▶ _Task prompt_
Report every line of the data that includes "info".

▶ _Collected data entries_
------------------------------------------------------------
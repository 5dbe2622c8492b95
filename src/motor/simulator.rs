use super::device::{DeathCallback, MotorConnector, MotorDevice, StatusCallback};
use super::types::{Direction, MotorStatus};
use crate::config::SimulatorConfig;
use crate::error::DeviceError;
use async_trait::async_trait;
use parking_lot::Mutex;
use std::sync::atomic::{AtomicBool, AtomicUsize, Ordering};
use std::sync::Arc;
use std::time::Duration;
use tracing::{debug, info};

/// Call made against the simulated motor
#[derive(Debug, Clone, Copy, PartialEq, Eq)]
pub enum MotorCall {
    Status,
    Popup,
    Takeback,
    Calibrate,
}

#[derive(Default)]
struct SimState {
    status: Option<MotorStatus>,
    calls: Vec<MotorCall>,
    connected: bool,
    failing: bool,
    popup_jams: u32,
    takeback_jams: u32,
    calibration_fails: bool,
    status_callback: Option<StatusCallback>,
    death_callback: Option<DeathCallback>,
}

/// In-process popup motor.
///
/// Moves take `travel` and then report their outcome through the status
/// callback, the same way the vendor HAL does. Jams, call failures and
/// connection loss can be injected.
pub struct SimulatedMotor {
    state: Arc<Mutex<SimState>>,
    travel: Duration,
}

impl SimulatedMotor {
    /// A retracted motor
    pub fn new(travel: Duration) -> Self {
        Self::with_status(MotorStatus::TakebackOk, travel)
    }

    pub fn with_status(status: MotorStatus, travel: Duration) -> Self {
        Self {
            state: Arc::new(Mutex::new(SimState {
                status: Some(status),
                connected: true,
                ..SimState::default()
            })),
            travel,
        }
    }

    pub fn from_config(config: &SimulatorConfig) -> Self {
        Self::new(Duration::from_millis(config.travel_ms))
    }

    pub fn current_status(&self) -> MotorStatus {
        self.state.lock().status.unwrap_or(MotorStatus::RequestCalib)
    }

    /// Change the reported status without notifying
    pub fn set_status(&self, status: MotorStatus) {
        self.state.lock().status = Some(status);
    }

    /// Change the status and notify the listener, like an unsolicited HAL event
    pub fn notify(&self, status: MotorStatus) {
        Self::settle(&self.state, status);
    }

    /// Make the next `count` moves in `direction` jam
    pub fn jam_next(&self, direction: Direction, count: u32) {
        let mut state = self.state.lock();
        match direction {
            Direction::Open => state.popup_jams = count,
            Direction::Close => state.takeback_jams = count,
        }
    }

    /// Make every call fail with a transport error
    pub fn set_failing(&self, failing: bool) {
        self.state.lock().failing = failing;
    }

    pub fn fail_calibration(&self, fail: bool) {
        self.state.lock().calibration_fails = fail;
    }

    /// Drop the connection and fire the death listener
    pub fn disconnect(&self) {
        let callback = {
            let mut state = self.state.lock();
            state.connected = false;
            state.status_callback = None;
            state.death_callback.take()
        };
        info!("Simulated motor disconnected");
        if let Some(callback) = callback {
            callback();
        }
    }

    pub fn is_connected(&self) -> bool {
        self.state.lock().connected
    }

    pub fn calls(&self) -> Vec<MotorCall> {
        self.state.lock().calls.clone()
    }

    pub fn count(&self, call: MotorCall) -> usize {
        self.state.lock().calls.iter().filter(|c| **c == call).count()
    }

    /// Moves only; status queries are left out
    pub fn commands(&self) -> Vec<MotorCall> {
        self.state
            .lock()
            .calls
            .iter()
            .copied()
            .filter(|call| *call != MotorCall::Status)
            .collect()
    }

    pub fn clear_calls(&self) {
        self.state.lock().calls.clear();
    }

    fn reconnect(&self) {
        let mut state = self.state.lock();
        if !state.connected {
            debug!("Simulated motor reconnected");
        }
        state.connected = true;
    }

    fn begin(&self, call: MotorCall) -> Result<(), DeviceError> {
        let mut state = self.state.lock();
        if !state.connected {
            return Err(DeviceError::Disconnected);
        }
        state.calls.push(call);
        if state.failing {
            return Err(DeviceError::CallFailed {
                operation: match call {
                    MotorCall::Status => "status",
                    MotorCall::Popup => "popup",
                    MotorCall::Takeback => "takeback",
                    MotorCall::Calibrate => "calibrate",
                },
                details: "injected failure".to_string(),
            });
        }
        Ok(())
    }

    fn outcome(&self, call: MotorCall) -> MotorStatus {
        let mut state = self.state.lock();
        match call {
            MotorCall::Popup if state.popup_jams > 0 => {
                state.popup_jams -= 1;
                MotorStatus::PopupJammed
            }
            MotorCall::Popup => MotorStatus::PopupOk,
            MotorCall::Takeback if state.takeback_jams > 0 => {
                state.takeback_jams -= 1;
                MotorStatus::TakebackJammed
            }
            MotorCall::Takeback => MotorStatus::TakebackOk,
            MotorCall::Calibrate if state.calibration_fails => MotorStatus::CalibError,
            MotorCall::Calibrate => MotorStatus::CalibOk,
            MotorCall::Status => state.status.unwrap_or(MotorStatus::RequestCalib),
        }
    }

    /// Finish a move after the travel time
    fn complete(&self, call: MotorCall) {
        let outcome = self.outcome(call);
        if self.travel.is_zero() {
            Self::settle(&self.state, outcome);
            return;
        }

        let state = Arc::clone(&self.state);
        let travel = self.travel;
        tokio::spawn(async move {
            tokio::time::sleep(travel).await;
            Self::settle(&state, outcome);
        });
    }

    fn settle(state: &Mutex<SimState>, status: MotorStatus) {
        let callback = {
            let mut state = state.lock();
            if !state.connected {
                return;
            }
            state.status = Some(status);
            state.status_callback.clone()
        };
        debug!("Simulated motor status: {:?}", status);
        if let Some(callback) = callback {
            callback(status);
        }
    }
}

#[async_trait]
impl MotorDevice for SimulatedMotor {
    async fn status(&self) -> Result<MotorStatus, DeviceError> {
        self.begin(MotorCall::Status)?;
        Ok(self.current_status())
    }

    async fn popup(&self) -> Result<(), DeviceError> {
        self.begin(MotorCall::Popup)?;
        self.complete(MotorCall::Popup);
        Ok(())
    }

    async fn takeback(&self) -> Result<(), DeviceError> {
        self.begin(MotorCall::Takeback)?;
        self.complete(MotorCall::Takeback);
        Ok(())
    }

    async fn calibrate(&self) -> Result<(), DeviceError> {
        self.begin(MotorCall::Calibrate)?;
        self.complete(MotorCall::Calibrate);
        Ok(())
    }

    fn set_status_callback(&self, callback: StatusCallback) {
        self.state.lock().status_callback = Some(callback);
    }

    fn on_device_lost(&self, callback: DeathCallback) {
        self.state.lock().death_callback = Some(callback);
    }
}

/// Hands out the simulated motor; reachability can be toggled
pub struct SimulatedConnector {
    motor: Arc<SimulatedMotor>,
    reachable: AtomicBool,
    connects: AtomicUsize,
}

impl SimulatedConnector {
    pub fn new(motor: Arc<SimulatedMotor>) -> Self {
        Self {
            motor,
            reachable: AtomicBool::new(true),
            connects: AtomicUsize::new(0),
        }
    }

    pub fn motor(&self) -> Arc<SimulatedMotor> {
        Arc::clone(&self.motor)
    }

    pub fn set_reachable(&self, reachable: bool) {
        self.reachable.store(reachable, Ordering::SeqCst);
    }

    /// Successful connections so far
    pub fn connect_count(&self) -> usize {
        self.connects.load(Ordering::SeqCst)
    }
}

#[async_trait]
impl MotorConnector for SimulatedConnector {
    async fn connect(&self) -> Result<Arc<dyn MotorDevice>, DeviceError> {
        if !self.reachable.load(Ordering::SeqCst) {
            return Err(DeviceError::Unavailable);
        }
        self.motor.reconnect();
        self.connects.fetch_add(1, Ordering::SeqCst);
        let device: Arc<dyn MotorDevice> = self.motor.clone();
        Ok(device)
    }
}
------------------------------------------------------------
▶ _Task output_
use tracing::{debug, info};
        info!("Simulated motor disconnected");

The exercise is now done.